Título: Pegue uma senha F e ...
Autor: Neves, Tânia
Fonte: O Globo, 13/03/2009, Opinião, p. 7

Sabe aquela promessa de concessão de aposentadoria em meia hora feita recentemente pelo presidente Lula ao trabalhador?

A todo momento lembrada em forma de piada, era o segundo mais poderoso instrumento desanuviador de estresse segunda-feira passada nas filas do posto de atendimento do INSS no bairro carioca de Campo Grande.

O primeiro era o bom humor do vigilante que organizava a fila principal.

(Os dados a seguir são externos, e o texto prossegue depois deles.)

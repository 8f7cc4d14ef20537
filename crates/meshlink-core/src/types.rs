//! Identity types shared by every transport

use std::cmp::Ordering;
use std::fmt;
use std::sync::atomic::{AtomicU64, Ordering as AtomicOrdering};

use serde::{Deserialize, Serialize};

// ----------------------------------------------------------------------------
// Device and Key Identities
// ----------------------------------------------------------------------------

/// Identifies one local-transport peer: a BLE peripheral identity or a
/// network endpoint description.
///
/// Stable for the lifetime of one OS-level peripheral/connection object and
/// never reused across distinct connection attempts.
#[derive(Debug, Clone, PartialEq, Eq, Hash, PartialOrd, Ord, Serialize, Deserialize)]
pub struct DeviceUuid(String);

impl DeviceUuid {
    pub fn new(id: impl Into<String>) -> Self {
        Self(id.into())
    }

    pub fn as_str(&self) -> &str {
        &self.0
    }
}

impl fmt::Display for DeviceUuid {
    fn fmt(&self, f: &mut fmt::Formatter<'_>) -> fmt::Result {
        f.write_str(&self.0)
    }
}

impl From<&str> for DeviceUuid {
    fn from(id: &str) -> Self {
        Self::new(id)
    }
}

impl From<String> for DeviceUuid {
    fn from(id: String) -> Self {
        Self(id)
    }
}

/// Hex-encoded public key of a routing-engine node.
///
/// Equality is exact; ordering for connection decisions goes through
/// [`PublicKey::cmp_ignore_case`].
#[derive(Debug, Clone, PartialEq, Eq, Hash, Serialize, Deserialize)]
pub struct PublicKey(String);

impl PublicKey {
    pub fn new(key: impl Into<String>) -> Self {
        Self(key.into())
    }

    pub fn as_str(&self) -> &str {
        &self.0
    }

    pub fn is_empty(&self) -> bool {
        self.0.is_empty()
    }

    /// Keep at most `chars` leading characters of the key.
    pub fn truncated(&self, chars: usize) -> PublicKey {
        PublicKey(self.0.chars().take(chars).collect())
    }

    /// Decode the hex form into raw bytes.
    pub fn to_bytes(&self) -> std::result::Result<Vec<u8>, hex::FromHexError> {
        hex::decode(&self.0)
    }

    /// Build a key from raw bytes, lowercase hex encoded.
    pub fn from_bytes(bytes: &[u8]) -> Self {
        Self(hex::encode(bytes))
    }

    /// Lexicographic comparison of the uppercased forms.
    pub fn cmp_ignore_case(&self, other: &PublicKey) -> Ordering {
        self.0.to_uppercase().cmp(&other.0.to_uppercase())
    }
}

impl fmt::Display for PublicKey {
    fn fmt(&self, f: &mut fmt::Formatter<'_>) -> fmt::Result {
        f.write_str(&self.0)
    }
}

impl From<&str> for PublicKey {
    fn from(key: &str) -> Self {
        Self::new(key)
    }
}

impl From<String> for PublicKey {
    fn from(key: String) -> Self {
        Self(key)
    }
}

// ----------------------------------------------------------------------------
// Peer Types
// ----------------------------------------------------------------------------

/// Transport discriminator passed to the engine when allocating conduits
#[derive(Debug, Clone, Copy, PartialEq, Eq, Hash, Serialize, Deserialize)]
#[serde(rename_all = "lowercase")]
pub enum PeerType {
    Static,
    Multicast,
    Bluetooth,
    Bonjour,
}

impl PeerType {
    /// Label used for conduit zones and log lines
    pub fn label(&self) -> &'static str {
        match self {
            PeerType::Static => "static",
            PeerType::Multicast => "multicast",
            PeerType::Bluetooth => "bluetooth",
            PeerType::Bonjour => "bonjour",
        }
    }
}

impl fmt::Display for PeerType {
    fn fmt(&self, f: &mut fmt::Formatter<'_>) -> fmt::Result {
        f.write_str(self.label())
    }
}

// ----------------------------------------------------------------------------
// Link Identity
// ----------------------------------------------------------------------------

static NEXT_LINK_ID: AtomicU64 = AtomicU64::new(1);

/// Process-unique id of one peer transport instance.
///
/// Lets stop notifications tell an old, replaced transport from the one
/// currently registered for the same device or endpoint.
#[derive(Debug, Clone, Copy, PartialEq, Eq, Hash, PartialOrd, Ord)]
pub struct LinkId(u64);

impl LinkId {
    pub fn next() -> Self {
        Self(NEXT_LINK_ID.fetch_add(1, AtomicOrdering::Relaxed))
    }

    pub fn value(&self) -> u64 {
        self.0
    }
}

impl fmt::Display for LinkId {
    fn fmt(&self, f: &mut fmt::Formatter<'_>) -> fmt::Result {
        write!(f, "link-{}", self.0)
    }
}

- Agora vê! Ela nem me deixou abrir a boca e já mandou ir pra fila pegar senha pra só depois pedir informação. Que mulher grossa! - queixava-se o rapaz de braço quebrado, sendo logo abordado pelo vigilante:

- Fala pra mim, meu querido, o que ela te disse pra fazer? Deixa que eu te oriento, pode deixar que eu venho atrás só pra garantir que vai dar tudo certo pra você - contemporizava.

O rapaz se desarmou e até riu quando o vigilante confirmou que era isso mesmo: fila para pegar senha para depois entrar em outra fila - e a partir daí esperar muito, muito mais do que meia hora num ambiente sem ar-condicionado ou ventilador, com as poucas janelas escancaradas e por onde entrava o sol escaldante de quase meio-dia.

O rapaz, trabalhador autônomo, queria informações sobre como dar entrada num pedido de auxílio-doença por acidente de trabalho, e começou a trocar figurinhas com uma senhora na fila.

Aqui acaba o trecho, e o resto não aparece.